» **LISTED RECORDS**
use std::sync::{Mutex, PoisonError};

/// Server-side warnings waiting to be shown to the assistant.
///
/// They ride on the next tool result and are then dropped.
#[derive(Debug, Default)]
pub struct ServerWarnings {
    queue: Mutex<Vec<String>>,
}

impl ServerWarnings {
    pub fn new() -> Self {
        Self::default()
    }

    /// Queue `message` unless an identical warning is already waiting.
    pub fn push(&self, message: impl Into<String>) {
        let message = message.into();
        let mut queue = self.queue.lock().unwrap_or_else(PoisonError::into_inner);
        if !queue.contains(&message) {
            tracing::warn!(warning = %message, "server warning queued");
            queue.push(message);
        }
    }

    /// Take every queued warning as one `_warnings:` text block.
    pub fn drain_block(&self) -> Option<String> {
        let drained: Vec<String> = self
            .queue
            .lock()
            .unwrap_or_else(PoisonError::into_inner)
            .drain(..)
            .collect();
        (!drained.is_empty()).then(|| format!("_warnings: {}", drained.join("; ")))
    }

    pub fn len(&self) -> usize {
        self.queue
            .lock()
            .unwrap_or_else(PoisonError::into_inner)
            .len()
    }

    pub fn is_empty(&self) -> bool {
        self.len() == 0
    }
}

/// Text block for one ignored argument.
pub fn unknown_param_block(name: &str) -> String {
    format!("_warnings: unknown parameter '{name}' (ignored)")
}
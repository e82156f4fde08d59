//! `interact`: browser actions executed by the extension's AI Web Pilot.

use super::observe::command_outcome;
use super::{Param, ParamType, ToolArgs, ToolContext, ToolDef, ToolName, param, queue_command, to_json};
use crate::mcp::{ErrorCode, StructuredError, ToolContent, ToolResult};
use crate::pending::{CommandStatus, PendingCommand};
use serde_json::{Value, json};
use std::time::Duration;
use strum::{AsRefStr, EnumString, VariantNames};

#[derive(Debug, Clone, Copy, PartialEq, Eq, EnumString, VariantNames, AsRefStr)]
#[strum(serialize_all = "snake_case")]
pub enum InteractAction {
    Navigate,
    Refresh,
    Back,
    Forward,
    NewTab,
    Click,
    Type,
    Select,
    KeyPress,
    Focus,
    ScrollTo,
    WaitFor,
    GetText,
    GetAttribute,
    Highlight,
    ExecuteJs,
    ListInteractive,
    Screenshot,
}

impl InteractAction {
    fn required_params(self) -> &'static [&'static str] {
        match self {
            Self::Navigate | Self::NewTab => &["url"],
            Self::Click
            | Self::Focus
            | Self::ScrollTo
            | Self::WaitFor
            | Self::GetText
            | Self::Highlight => &["selector"],
            Self::Type => &["selector", "text"],
            Self::Select => &["selector", "value"],
            Self::KeyPress => &["text"],
            Self::GetAttribute => &["selector", "name"],
            Self::ExecuteJs => &["script"],
            Self::Refresh | Self::Back | Self::Forward | Self::ListInteractive | Self::Screenshot => {
                &[]
            }
        }
    }
}

const PARAMS: &[Param] = &[
    param("url", ParamType::String, "navigate, new_tab: destination URL"),
    param("selector", ParamType::String, "CSS selector of the target element"),
    param("text", ParamType::String, "type: text to enter; key_press: key name"),
    param("value", ParamType::String, "select: option value"),
    param("name", ParamType::String, "get_attribute: attribute name"),
    param("script", ParamType::String, "execute_js: JavaScript to evaluate"),
    param("tab_id", ParamType::Integer, "Target tab; defaults to the tracked tab"),
    param(
        "sync",
        ParamType::Boolean,
        "Wait for the result instead of returning a correlation_id",
    ),
    param(
        "timeout_ms",
        ParamType::Integer,
        "sync: how long to wait (capped by the server)",
    ),
];

pub static DEFINITION: ToolDef = ToolDef {
    name: ToolName::Interact,
    description: "Drive the tracked browser tab: navigate, click, type, select, press keys, \
                  read text and attributes, run JavaScript, list interactive elements, take \
                  screenshots. Requires AI Web Pilot to be enabled in the extension.",
    discriminator: "action",
    modes: InteractAction::VARIANTS,
    params: PARAMS,
};

const DEFAULT_SYNC_WAIT: Duration = Duration::from_secs(10);

pub async fn handle(ctx: ToolContext<'_>, args: &ToolArgs) -> Result<ToolResult, StructuredError> {
    let action: InteractAction = args.mode("action")?;

    if ctx.daemon.tracking.pilot_disabled() {
        return Err(StructuredError::new(
            ErrorCode::PilotDisabled,
            "AI Web Pilot is disabled in the extension",
        )
        .with_hint("Open the extension popup and enable AI Web Pilot, then retry."));
    }
    for name in action.required_params() {
        args.require_str(name)?;
    }

    let tab_id = args.get("tab_id").and_then(Value::as_i64);
    let params = args.without(&["action", "tab_id", "sync", "timeout_ms", "telemetry_mode"]);
    let correlation_id = queue_command(ctx, action.as_ref(), params, tab_id);
    tracing::debug!(kind = action.as_ref(), %correlation_id, "interact command queued");

    if !args.bool("sync").unwrap_or(false) {
        return queued(ctx, action, &correlation_id);
    }

    let max_wait = ctx.daemon.config().pending.max_wait();
    let wait = args
        .u64("timeout_ms")
        .map_or(DEFAULT_SYNC_WAIT, Duration::from_millis)
        .min(max_wait);
    match ctx.daemon.pending.wait(&correlation_id, wait).await {
        Some(command) if command.status.is_terminal() => finished(action, &command),
        Some(_) => {
            let mut result = queued(ctx, action, &correlation_id)?;
            result.push_text(format!(
                "Still pending after {} ms; poll observe(what:\"command_result\") for the outcome.",
                wait.as_millis()
            ));
            Ok(result)
        }
        None => Err(StructuredError::new(
            ErrorCode::NoData,
            format!("Command {correlation_id} disappeared before completing"),
        )),
    }
}

fn queued(
    ctx: ToolContext<'_>,
    action: InteractAction,
    correlation_id: &str,
) -> Result<ToolResult, StructuredError> {
    let connected = ctx.daemon.tracking.is_connected();
    Ok(ToolResult::json(
        &format!("{} queued", action.as_ref()),
        &json!({
            "status": "queued",
            "correlation_id": correlation_id,
            "action": action.as_ref(),
            "extension_connected": connected,
            "hint": format!(
                "Poll observe(what:\"command_result\", correlation_id:\"{correlation_id}\") for the result."
            ),
        }),
    ))
}

fn finished(action: InteractAction, command: &PendingCommand) -> Result<ToolResult, StructuredError> {
    if action == InteractAction::Screenshot
        && command.status == CommandStatus::Complete
        && let Some((mime_type, data)) = command.result.as_ref().and_then(screenshot_image)
    {
        let mut meta = command.clone();
        if let Some(Value::Object(result)) = meta.result.as_mut() {
            result.remove("data_url");
            result.remove("data");
        }
        let mut result = ToolResult::json(
            &format!("Screenshot captured ({mime_type})"),
            &to_json(&meta)?,
        );
        result.content.push(ToolContent::Image { data, mime_type });
        return Ok(result);
    }
    command_outcome(command)
}

/// Accepts `{data_url:"data:image/png;base64,..."}` or `{data, mime_type}`.
fn screenshot_image(result: &Value) -> Option<(String, String)> {
    if let Some(url) = result.get("data_url").and_then(Value::as_str) {
        let (header, data) = url.strip_prefix("data:")?.split_once(";base64,")?;
        return Some((header.to_string(), data.to_string()));
    }
    let data = result.get("data").and_then(Value::as_str)?;
    let mime_type = result
        .get("mime_type")
        .and_then(Value::as_str)
        .unwrap_or("image/png");
    Some((mime_type.to_string(), data.to_string()))
}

» **PROBLEM DETAILS**
Nothing outside this range should appear: the lines from the start of the listing through the line with "let drained: Vec<String> = self", each reproduced exactly, both ends included.

» **ANSWER FOR THE TASK**
use std::sync::{Mutex, PoisonError};

/// Server-side warnings waiting to be shown to the assistant.
///
/// They ride on the next tool result and are then dropped.
#[derive(Debug, Default)]
pub struct ServerWarnings {
    queue: Mutex<Vec<String>>,
}

impl ServerWarnings {
    pub fn new() -> Self {
        Self::default()
    }

    /// Queue `message` unless an identical warning is already waiting.
    pub fn push(&self, message: impl Into<String>) {
        let message = message.into();
        let mut queue = self.queue.lock().unwrap_or_else(PoisonError::into_inner);
        if !queue.contains(&message) {
            tracing::warn!(warning = %message, "server warning queued");
            queue.push(message);
        }
    }

    /// Take every queued warning as one `_warnings:` text block.
    pub fn drain_block(&self) -> Option<String> {
        let drained: Vec<String> = self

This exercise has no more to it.